As políticas de emprego keynesianas são, portanto, um largo espectro de políticas macroeconômicas, de regulação trabalhista e proteção social, com um compromisso político claro a favor do pleno emprego.

A ideia por trás dessas políticas é bem explicada pela seguinte frase, dita por um militar britânico durante a Segunda Guerra, e presente no documentário O Espírito de 45 (2013), dirigido por Ken Loach (2013):

“Nos anos 30, tivemos desemprego em massa. Em tempos de guerra, não temos desemprego. Se podemos ter pleno emprego matando alemães, por que não podemos ter pleno emprego construindo casas, construindo escolas, recrutando professores, enfermeiras, médicos?”

Políticas liberais

Esse espírito perdura até meados dos anos 1970, quando entram no poder, a nível internacional nos países desenvolvidos, forças políticas influenciadas pelo pensamento liberal e centradas no indivíduo, difundido por autores como Hayek e Friedman e a Escola de Chicago. Esses ideais entram no debate público com a ascensão dos governos conservadores de Margaret Thatcher no Reino Unido e Ronald Reagan nos Estados Unidos.

A partir dessa nova configuração econômica-social, denominada de neoliberalismo, as políticas de emprego passam a se resumir em ações focadas no mercado de trabalho, que visam garantir alguns direitos sociais básicos, nomeadamente o seguro-desemprego e a educação profissional, sobretudo para os grupos com mais dificuldades em conseguir um emprego.

As políticas de emprego liberais estão alinhadas com os pressupostos da economia neoclássica, que defende que a intervenção do Estado deve existir apenas para corrigir as falhas de mercado. Sendo assim, as políticas de emprego liberais focam-se apenas nas falhas do mercado de trabalho. Deixa-se para um segundo plano questões mais estruturais, que são as raízes dos problemas, como a desigualdade e a renda baixa, que estão presentes nas políticas keynesianas.

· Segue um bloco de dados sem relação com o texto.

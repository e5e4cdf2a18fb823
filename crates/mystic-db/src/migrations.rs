use anyhow::Result;
use rusqlite::Connection;
use tracing::info;

pub fn run(conn: &Connection) -> Result<()> {
    conn.execute_batch(
        "
        CREATE TABLE IF NOT EXISTS users (
            id          TEXT PRIMARY KEY,
            username    TEXT NOT NULL UNIQUE,
            email       TEXT NOT NULL UNIQUE,
            password    TEXT NOT NULL,
            created_at  TEXT NOT NULL DEFAULT (datetime('now'))
        );

        -- One row per logged-in device. Logout deletes the row, which also
        -- kills the refresh token before its JWT expiry.
        CREATE TABLE IF NOT EXISTS sessions (
            id              TEXT PRIMARY KEY,
            user_id         TEXT NOT NULL REFERENCES users(id) ON DELETE CASCADE,
            refresh_token   TEXT NOT NULL UNIQUE,
            created_at      TEXT NOT NULL DEFAULT (datetime('now'))
        );

        CREATE INDEX IF NOT EXISTS idx_sessions_user
            ON sessions(user_id);

        CREATE TABLE IF NOT EXISTS questions (
            id                      TEXT PRIMARY KEY,
            owner_id                TEXT NOT NULL REFERENCES users(id),
            content                 TEXT NOT NULL
                                        CHECK (length(content) <= 200),
            is_accepting_messages   INTEGER NOT NULL DEFAULT 1,
            created_at              TEXT NOT NULL DEFAULT (datetime('now'))
        );

        CREATE INDEX IF NOT EXISTS idx_questions_owner
            ON questions(owner_id);

        CREATE TABLE IF NOT EXISTS messages (
            id              TEXT PRIMARY KEY,
            question_id     TEXT NOT NULL REFERENCES questions(id),
            content         TEXT NOT NULL
                                CHECK (length(content) > 0 AND length(content) <= 200),
            created_at      TEXT NOT NULL DEFAULT (datetime('now'))
        );

        CREATE INDEX IF NOT EXISTS idx_messages_question
            ON messages(question_id, created_at);
        ",
    )?;

    info!("Database migrations complete");
    Ok(())
}
use axum::Router;
use axum::routing::{delete, get, post};

use crate::auth::{self, AppState};
use crate::dashboard;
use crate::feedback;
use crate::middleware::require_auth;

/// Everything under /api/v1. Public routes (register, login, the anonymous
/// feedback surface) merge with protected routes behind the session gate.
pub fn router(state: AppState) -> Router {
    let public = Router::new()
        .route("/api/v1/user/register", post(auth::register))
        .route("/api/v1/user/login", post(auth::login))
        .route("/api/v1/feedback/question", get(feedback::get_question))
        .route("/api/v1/feedback/username", get(feedback::get_username))
        .route("/api/v1/feedback/send-message", post(feedback::send_message))
        .with_state(state.clone());

    let protected = Router::new()
        .route("/api/v1/user/logout", post(auth::logout))
        .route("/api/v1/user/current-user", get(auth::current_user))
        .route(
            "/api/v1/dashboard/questions",
            post(dashboard::create_question).get(dashboard::list_questions),
        )
        .route(
            "/api/v1/dashboard/questions/{question_id}",
            delete(dashboard::delete_question),
        )
        .route(
            "/api/v1/dashboard/questions/{question_id}/messages",
            get(dashboard::get_question_messages).delete(dashboard::delete_all_messages),
        )
        .route(
            "/api/v1/dashboard/questions/{question_id}/message-acceptance",
            get(dashboard::get_acceptance).put(dashboard::update_acceptance),
        )
        .route(
            "/api/v1/dashboard/messages/{message_id}",
            delete(dashboard::delete_message),
        )
        .layer(axum::middleware::from_fn_with_state(state.clone(), require_auth))
        .with_state(state);

    Router::new().merge(public).merge(protected)
}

Além disso, também assumem o pressuposto liberal da responsabilização individual. O objetivo dessas políticas é aumentar a empregabilidade das pessoas desempregadas, ou seja, desenvolver as competências profissionais de cada pessoa para aumentar as chances dela conseguir um emprego. O Estado serve para preparar os indivíduos, e estes são os únicos responsáveis por conseguir um novo emprego.

Mudança na União Europeia

O abandono do compromisso social pelo pleno emprego e o crescimento da responsabilização individual nas políticas de emprego foi um processo que levou décadas, conforme pesquisa documental que realizei nas legislações da União.

O Tratado de Paris, de 1951, foi o primeiro passo para a integração entre os países do continente. Logo em seu artigo 2, o tema do emprego fica explícito na frase: “A missão da Comunidade Europeia do Carvão e do Aço é contribuir (…) para o desenvolvimento do emprego”. Foram criados apoios para empresas com baixos níveis de produção, e fica esclarecido que o apoio é para assegurar a manutenção dos níveis de emprego nessas empresas (artigo 58). Na página 172, ficaram combinados estudos para “evitar uma distribuição desigual entre os funcionários e reduções no emprego que poderiam resultar de uma redução da demanda”. Eram os princípios teóricos keynesianos sendo colocados em prática nas políticas públicas. O Tratado de Roma de 1958 também continua neste espírito.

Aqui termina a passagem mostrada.